Vermoeidheid treedt op als er extreme uitputting van glycogeen in de lever en spier is, ongeacht de beschikbaarheid van zuurstof in de spier.
Fysieke activiteit van HOGE INTENSITEIT (75-90% van VO2MAX) kan niet langer dan 30-60 minuten worden voortgezet, zelfs niet bij getrainde proefpersonen. Vanuit een fysiologisch oogpunt worden catecholamines, glucagon en remming van insulinesecretie vrijgegeven.

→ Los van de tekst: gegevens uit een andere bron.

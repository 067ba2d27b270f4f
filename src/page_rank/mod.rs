mod traits;
pub use self::traits::*;
mod transition;
pub use self::transition::transition;
mod weighted;
pub use self::weighted::WeightedChoice;
pub mod iterated;
pub use self::iterated::IteratedPageRank;
pub mod sampled;
pub use self::sampled::SampledPageRank;

use crate::{RankTable, Result, DEFAULT_EPSILON};
use algograph::graph::QueryableGraph;

/// Estimates PageRank by a random walk of `n` pages, drawn from the
/// thread-local generator.
pub fn sample_pagerank<G: QueryableGraph>(graph: &G, damping: f64, n: usize) -> Result<RankTable> {
    let config = sampled::Config {
        damping,
        samples: n,
    };
    let res = SampledPageRank::new(graph, &config)?.calc()?;
    Ok(res.page_rank)
}

/// Estimates PageRank by iterating until no page changes by
/// `DEFAULT_EPSILON` or more in a round.
pub fn iterate_pagerank<G: QueryableGraph>(graph: &G, damping: f64) -> Result<RankTable> {
    let config = iterated::Config {
        damping,
        epsilon: DEFAULT_EPSILON,
    };
    let res = IteratedPageRank::new(graph, &config)?.calc()?;
    Ok(res.page_rank)
}

#[cfg(test)]
mod tests {
    use super::*;
    use crate::{norm_1, Corpus};
    use rand::{rngs::StdRng, SeedableRng};

    fn ranks_of<P: PageRank>(pr: &P) -> RankTable {
        pr.calc().unwrap().page_rank().clone()
    }

    #[test]
    fn estimators_behind_the_trait() {
        let c = Corpus::from_links([("A", vec!["B", "C"]), ("B", vec![]), ("C", vec!["A"])]);
        let ipr = IteratedPageRank::new(c.graph(), &iterated::Config::default()).unwrap();
        let cfg = sampled::Config::default();
        let spr = SampledPageRank::with_rng(c.graph(), &cfg, StdRng::seed_from_u64(3407)).unwrap();
        for ranks in [ranks_of(&ipr), ranks_of(&spr)] {
            assert_eq!(ranks.len(), c.len());
            let sum = norm_1(&ranks);
            assert!((sum - 1.0).abs() < 1e-3, "sum={sum}");
        }
        assert_eq!(
            ranks_of(&ipr),
            iterate_pagerank(c.graph(), crate::DEFAULT_DAMPING).unwrap()
        );
    }
}
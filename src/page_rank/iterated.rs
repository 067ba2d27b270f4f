use super::{transition::Links, *};
use crate::{common::check_damping_open, *};
use algograph::graph::QueryableGraph;

/// PageRank by synchronous fixed-point iteration.
pub struct IteratedPageRank {
    links: Links,
    damping: f64,
    epsilon: f64,
    backlinks: Vec<Vec<usize>>,
}

#[derive(Debug, Clone)]
pub struct Config {
    pub damping: f64,
    /// Iteration stops once no page moves by this much in a round.
    pub epsilon: f64,
}

impl Default for Config {
    fn default() -> Self {
        Self {
            damping: DEFAULT_DAMPING,
            epsilon: DEFAULT_EPSILON,
        }
    }
}

#[derive(Debug, Clone)]
pub struct Result {
    pub page_rank: RankTable,
    pub rounds: usize,
    pub max_change: f64,
}

impl IteratedPageRank {
    pub fn new<G: QueryableGraph>(g: &G, config: &Config) -> crate::Result<Self> {
        let links = Links::new(g)?;
        let damping = config.damping;
        check_damping_open(damping)?;
        let epsilon = config.epsilon;
        if !(epsilon > 0.0) {
            return Err(Error::invalid(format!("epsilon={epsilon}")));
        }
        let backlinks = links.backlinks();
        Ok(Self {
            links,
            damping,
            epsilon,
            backlinks,
        })
    }
}

impl PageRank for IteratedPageRank {
    type Result = self::Result;

    fn calc(&self) -> crate::Result<Self::Result> {
        let damping = self.damping;
        let n = self.links.len();
        let base = (1.0 - damping) / (n as f64);
        let out_degrees: Vec<f64> = (0..n)
            .map(|u| match self.links.out_links(u).len() {
                0 => n as f64,
                d => d as f64,
            })
            .collect();

        let mut p = vec![1.0 / (n as f64); n];
        let mut r = vec![0.0; n];
        let mut rounds = 0;
        loop {
            rounds += 1;
            let mut max_change: f64 = 0.0;
            for (v, to) in r.iter_mut().enumerate() {
                let inflow: f64 = self.backlinks[v]
                    .iter()
                    .map(|u| p[*u] / out_degrees[*u])
                    .sum();
                *to = base + damping * inflow;
                max_change = max_change.max((*to - p[v]).abs());
            }

            // `p` holds the new ranks from here on
            std::mem::swap(&mut p, &mut r);

            if max_change < self.epsilon {
                return Ok(Self::Result {
                    page_rank: self.links.to_table(p),
                    rounds,
                    max_change,
                });
            }
        }
    }
}

impl PageRankResult for self::Result {
    fn page_rank(&self) -> &RankTable {
        &self.page_rank
    }

    fn debug<'a, G: QueryableGraph>(&'a self, graph: &'a G) -> impl std::fmt::Debug + 'a {
        ResultDebug {
            graph,
            result: self,
        }
    }
}

pub struct ResultDebug<'a, G: QueryableGraph> {
    graph: &'a G,
    result: &'a self::Result,
}

impl<G: QueryableGraph> std::fmt::Debug for ResultDebug<'_, G> {
    fn fmt(&self, f: &mut std::fmt::Formatter<'_>) -> std::fmt::Result {
        writeln!(
            f,
            "rounds: {}, max change: {:?}",
            self.result.rounds, self.result.max_change
        )?;
        for v in self.graph.iter_vertices() {
            if let Some(p) = self.result.page_rank.get(&v) {
                writeln!(f, "{v:?}: {p:?}")?;
            }
        }
        Ok(())
    }
}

De vastgestelde hormonale structuur stimuleert de hepatische en musculaire glycogenolyse.
BOVENDIEN VEROORZAAKT HET VERZOEK VAN DE HOOGSTE ENERGIE DE VERHOOGING VAN DE PRODUCTIE VAN LACTINEZUUR DIE IN DE SPIER WORDT GECUMULEERD EN BLOED DAT DE LIPOLYSE IN DE DERGELIJKE STOF VERBINDT.
CONCLUSIE: de beperkende factor van sportprestaties is de beschikbaarheid van zuurstof .
In omstandigheden van slechte oxygenatie is glucose, samen met de reserves van spierfosfaten de enige bruikbare energiebron.
Anaërobe glycolyse heeft een efficiëntie die 20 keer lager is dan die van aerobe glycolyse en zorgt ervoor dat melkzuur een metaboliet is die verantwoordelijk is voor spiervermoeidheid.
Hoe hoger de VO2 max bij een bepaalde belasting, hoe hoger de bijdrage van vetten aan het energiemetabolisme. Daarom verhoogt training die VO2max verbetert ook het vermogen om vet als primaire energiebron te gebruiken.